(Beginning of Working data)
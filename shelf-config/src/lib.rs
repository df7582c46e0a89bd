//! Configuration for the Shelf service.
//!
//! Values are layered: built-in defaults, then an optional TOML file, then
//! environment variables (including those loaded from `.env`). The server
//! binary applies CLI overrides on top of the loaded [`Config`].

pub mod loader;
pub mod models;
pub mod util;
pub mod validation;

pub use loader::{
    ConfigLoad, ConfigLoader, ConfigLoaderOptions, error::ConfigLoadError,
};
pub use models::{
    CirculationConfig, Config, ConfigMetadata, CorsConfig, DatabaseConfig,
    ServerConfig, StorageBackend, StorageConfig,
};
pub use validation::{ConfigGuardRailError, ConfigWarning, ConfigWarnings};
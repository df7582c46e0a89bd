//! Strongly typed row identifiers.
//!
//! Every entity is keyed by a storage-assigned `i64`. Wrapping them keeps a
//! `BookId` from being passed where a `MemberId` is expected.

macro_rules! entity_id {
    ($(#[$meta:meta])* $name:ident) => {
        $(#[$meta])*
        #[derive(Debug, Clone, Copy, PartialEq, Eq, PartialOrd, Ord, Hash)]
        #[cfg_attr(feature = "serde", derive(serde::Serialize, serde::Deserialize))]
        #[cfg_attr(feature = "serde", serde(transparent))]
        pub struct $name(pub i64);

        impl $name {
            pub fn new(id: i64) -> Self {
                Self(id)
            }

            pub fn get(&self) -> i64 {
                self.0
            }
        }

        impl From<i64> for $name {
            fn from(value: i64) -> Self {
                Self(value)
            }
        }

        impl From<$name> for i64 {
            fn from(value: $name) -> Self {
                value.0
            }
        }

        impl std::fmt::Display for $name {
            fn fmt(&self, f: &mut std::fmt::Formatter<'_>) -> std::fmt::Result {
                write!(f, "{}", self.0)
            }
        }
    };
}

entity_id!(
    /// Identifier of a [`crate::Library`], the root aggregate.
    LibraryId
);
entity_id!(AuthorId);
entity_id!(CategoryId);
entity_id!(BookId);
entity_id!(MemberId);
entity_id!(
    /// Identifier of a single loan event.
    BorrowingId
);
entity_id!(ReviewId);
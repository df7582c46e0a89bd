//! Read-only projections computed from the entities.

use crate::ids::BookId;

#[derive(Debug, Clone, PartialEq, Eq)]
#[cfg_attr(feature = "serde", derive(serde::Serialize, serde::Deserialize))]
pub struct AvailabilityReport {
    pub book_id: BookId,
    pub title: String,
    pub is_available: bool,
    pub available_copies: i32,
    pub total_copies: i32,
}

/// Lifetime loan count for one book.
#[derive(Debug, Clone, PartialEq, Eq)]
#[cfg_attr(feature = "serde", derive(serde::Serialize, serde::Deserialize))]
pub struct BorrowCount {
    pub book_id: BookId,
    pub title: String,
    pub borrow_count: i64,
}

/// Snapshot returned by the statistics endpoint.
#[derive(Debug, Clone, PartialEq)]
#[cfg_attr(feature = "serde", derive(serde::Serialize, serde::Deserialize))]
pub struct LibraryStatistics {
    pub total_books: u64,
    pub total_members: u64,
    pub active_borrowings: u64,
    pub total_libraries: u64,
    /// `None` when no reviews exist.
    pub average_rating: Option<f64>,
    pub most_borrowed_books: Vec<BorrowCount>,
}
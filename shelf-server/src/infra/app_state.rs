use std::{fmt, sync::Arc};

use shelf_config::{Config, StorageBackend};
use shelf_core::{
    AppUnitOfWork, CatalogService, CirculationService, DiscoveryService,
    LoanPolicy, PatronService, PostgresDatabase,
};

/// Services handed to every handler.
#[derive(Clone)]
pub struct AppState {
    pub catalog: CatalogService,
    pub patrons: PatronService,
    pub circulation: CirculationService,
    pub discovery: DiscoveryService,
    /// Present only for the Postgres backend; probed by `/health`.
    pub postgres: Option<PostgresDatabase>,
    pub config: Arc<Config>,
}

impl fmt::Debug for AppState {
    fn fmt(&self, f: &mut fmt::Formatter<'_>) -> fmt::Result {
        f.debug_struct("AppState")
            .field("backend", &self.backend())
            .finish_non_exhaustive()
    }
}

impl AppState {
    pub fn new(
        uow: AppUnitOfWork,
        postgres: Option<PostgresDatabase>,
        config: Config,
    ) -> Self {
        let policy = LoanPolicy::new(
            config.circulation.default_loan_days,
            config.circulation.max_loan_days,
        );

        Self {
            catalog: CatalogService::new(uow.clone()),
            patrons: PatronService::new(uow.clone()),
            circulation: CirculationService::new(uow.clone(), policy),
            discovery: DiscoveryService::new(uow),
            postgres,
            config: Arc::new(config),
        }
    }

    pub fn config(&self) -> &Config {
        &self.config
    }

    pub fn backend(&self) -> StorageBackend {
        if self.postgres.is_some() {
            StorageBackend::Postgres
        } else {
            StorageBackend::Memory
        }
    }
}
(End of Working data)
**Prompt**
Out of the preceding entries, pull each line that contains the word "AppUnitOfWork".

**Task solution**
    AppUnitOfWork, CatalogService, CirculationService, DiscoveryService,
        uow: AppUnitOfWork,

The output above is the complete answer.